To use Tree of Thoughts with Hugging Face Transformers, create a custom model class that inherits from AbstractLanguageModel
and implements the required methods using Hugging Face Transformers. Then, create an instance of the TreeOfThoughts
class with the custom model and the desired search algorithm ('BFS' or 'DFS').
This algorithm is still infant yet it's potential remains unimaginable, let's advance the reasoning of AI's together under this banner.
Provide ready to use generate thoughts function -- done
Provide ready to use evaluate states function -- done
now Implement a more sophisticated prompt engineering strategy to guide the model's reasoning process more effectively.
Introduce a reinforcement learning, distillment, and finetuning scripts to finely tune the model based on feedback from the Tree of Thoughts algorithm.
Integrate heuristics that autonomously determine the search algorithm based on indicators
Integrate heuristics that autonomously determine the strategy cos or propose
Integrate heuristics that autonomously set the input params:
k = T = b = vth =
multi-modality tree of thoughts
multi-modality forest of thoughts
multi-modality world of thoughts
The next big advancement for the Tree of Thoughts algorithm is to extend it to multi-modality, enabling it to handle not only text but also images, audio, and other data types.

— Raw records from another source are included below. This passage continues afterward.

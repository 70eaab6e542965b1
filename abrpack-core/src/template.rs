//! Segment template grammar.
//!
//! Segment templates follow the DASH `SegmentTemplate@media` grammar:
//! `$$` escapes a dollar sign, and `$RepresentationID$`, `$Number$`, `$Time$`
//! and `$Bandwidth$` substitute per-segment values. `Number`, `Time` and
//! `Bandwidth` accept a width format tag, e.g. `$Number%05d$`.

use crate::error::{Error, Result};

/// Validate a segment template string.
///
/// The template must contain an even number of `$` signs and exactly one of
/// `$Number$` or `$Time$`.
pub fn validate_segment_template(segment_template: &str) -> Result<()> {
    if segment_template.is_empty() {
        return Err(Error::InvalidArgument(
            "Segment template cannot be empty.".to_string(),
        ));
    }

    let splits: Vec<&str> = segment_template.split('$').collect();
    if splits.len() % 2 == 0 {
        return Err(Error::InvalidArgument(format!(
            "In segment template '{segment_template}', there should be an even number of '$'."
        )));
    }

    let mut has_number = false;
    let mut has_time = false;

    // Odd-indexed pieces sit between a pair of '$'.
    for piece in splits.iter().skip(1).step_by(2) {
        let format_split: Vec<&str> = piece.split('%').collect();
        if format_split.len() > 2 {
            return Err(Error::InvalidArgument(format!(
                "In segment template '{segment_template}', invalid identifier '${piece}$'."
            )));
        }

        let identifier = format_split[0];
        let format_tag = format_split.get(1).copied();

        if let Some(tag) = format_tag {
            validate_format_tag(segment_template, tag)?;
        }

        match identifier {
            "" => {
                // "$$" is an escape sequence; it takes no format tag.
                if format_tag.is_some() {
                    return Err(Error::InvalidArgument(format!(
                        "In segment template '{segment_template}', '$$' cannot have a format tag."
                    )));
                }
            }
            "Number" => has_number = true,
            "Time" => has_time = true,
            "RepresentationID" => {
                if format_tag.is_some() {
                    return Err(Error::InvalidArgument(format!(
                        "In segment template '{segment_template}', '$RepresentationID$' cannot \
                         have a format tag."
                    )));
                }
            }
            "Bandwidth" => {}
            _ => {
                return Err(Error::InvalidArgument(format!(
                    "In segment template '{segment_template}', '${identifier}$' is not a valid \
                     identifier."
                )));
            }
        }
    }

    if has_number && has_time {
        return Err(Error::InvalidArgument(format!(
            "In segment template '{segment_template}', $Number$ and $Time$ cannot co-exist."
        )));
    }
    if !has_number && !has_time {
        return Err(Error::InvalidArgument(format!(
            "Segment template '{segment_template}' must contain $Number$ or $Time$."
        )));
    }

    Ok(())
}

/// Format tags look like `%0[width]d`.
fn validate_format_tag(segment_template: &str, tag: &str) -> Result<()> {
    let ok = tag.len() >= 3
        && tag.starts_with('0')
        && tag.ends_with('d')
        && tag[1..tag.len() - 1].bytes().all(|b| b.is_ascii_digit());
    if !ok {
        return Err(Error::InvalidArgument(format!(
            "In segment template '{segment_template}', invalid format tag '%{tag}'. It should \
             be in the form of '%0[width]d'."
        )));
    }
    Ok(())
}

/// Fill a segment template for a concrete segment.
///
/// Unknown identifiers were already rejected by [`validate_segment_template`];
/// this substitutes values and honors width format tags.
pub fn apply_segment_template(
    segment_template: &str,
    number: u64,
    time: u64,
    representation_id: &str,
    bandwidth: u32,
) -> String {
    let splits: Vec<&str> = segment_template.split('$').collect();
    let mut out = String::with_capacity(segment_template.len());

    for (i, piece) in splits.iter().enumerate() {
        if i % 2 == 0 {
            out.push_str(piece);
            continue;
        }

        let (identifier, width) = match piece.split_once('%') {
            Some((id, tag)) => {
                let width = tag[1..tag.len().saturating_sub(1)].parse::<usize>().unwrap_or(0);
                (id, width)
            }
            None => (*piece, 0),
        };

        match identifier {
            "" => out.push('$'),
            "Number" => out.push_str(&format!("{number:0width$}")),
            "Time" => out.push_str(&format!("{time:0width$}")),
            "RepresentationID" => out.push_str(representation_id),
            "Bandwidth" => out.push_str(&format!("{bandwidth:0width$}")),
            _ => {}
        }
    }

    out
}

#[cfg(test)]
mod tests {
    use super::*;

    #[test]
    fn test_valid_templates() {
        assert!(validate_segment_template("s_$Number$.m4s").is_ok());
        assert!(validate_segment_template("s_$Time$.m4s").is_ok());
        assert!(validate_segment_template("$RepresentationID$_$Number$.ts").is_ok());
        assert!(validate_segment_template("s_$Number%05d$.m4s").is_ok());
        assert!(validate_segment_template("$Bandwidth$/$Number$.m4s").is_ok());
        assert!(validate_segment_template("100$$_$Number$.m4s").is_ok());
    }

    #[test]
    fn test_odd_dollar_count_rejected() {
        assert!(validate_segment_template("s_$Number.m4s").is_err());
    }

    #[test]
    fn test_unknown_identifier_rejected() {
        assert!(validate_segment_template("s_$Segment$.m4s").is_err());
    }

    #[test]
    fn test_number_and_time_cannot_coexist() {
        assert!(validate_segment_template("$Number$_$Time$.m4s").is_err());
    }

    #[test]
    fn test_number_or_time_required() {
        assert!(validate_segment_template("$RepresentationID$.m4s").is_err());
        assert!(validate_segment_template("plain.m4s").is_err());
    }

    #[test]
    fn test_bad_format_tags_rejected() {
        assert!(validate_segment_template("s_$Number%5d$.m4s").is_err());
        assert!(validate_segment_template("s_$Number%05x$.m4s").is_err());
        assert!(validate_segment_template("s_$RepresentationID%05d$_$Number$.m4s").is_err());
        assert!(validate_segment_template("s_$%05d$_$Number$.m4s").is_err());
    }

    #[test]
    fn test_apply_template() {
        assert_eq!(
            apply_segment_template("s_$Number$.m4s", 7, 0, "", 0),
            "s_7.m4s"
        );
        assert_eq!(
            apply_segment_template("s_$Number%05d$.m4s", 7, 0, "", 0),
            "s_00007.m4s"
        );
        assert_eq!(
            apply_segment_template("$RepresentationID$/$Time$.m4s", 0, 9000, "video_1", 0),
            "video_1/9000.m4s"
        );
        assert_eq!(
            apply_segment_template("100$$_$Number$.m4s", 1, 0, "", 0),
            "100$_1.m4s"
        );
    }
}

This will bring us closer to multi-modal superintelligence.
- Research and identify suitable multi-modal pre-trained models that can handle various data types (e.g., text, images, audio).
- Adapt the thought decomposition, thought generator, and state evaluator functions to handle multi-modal data.
- Develop a method for combining different modalities in the search tree, allowing the algorithm to reason across different data types.
- Implement and test the multi-modal Tree of Thoughts algorithm with various problems and datasets.
- Optimize the algorithm for performance and resource usage, ensuring it scales well with large multi-modal datasets.
- Publish the results and gather feedback from the community to further improve the multi-modal Tree of Thoughts algorithm.
Join us on this exciting journey to advance the Tree of Thoughts algorithm to multi-modality superintelligence! 🚀
Thanks to: Shunyu Yao Princeton University, Dian Yu Google DeepMind, Jeffrey Zhao, Google DeepMind, Izhak Shafran Google DeepMind, Thomas L. Griffiths, Princeton University, Yuan Cao Google DeepMind, Karthik Narasimha, Princeton University for sharing this amazing work with the world!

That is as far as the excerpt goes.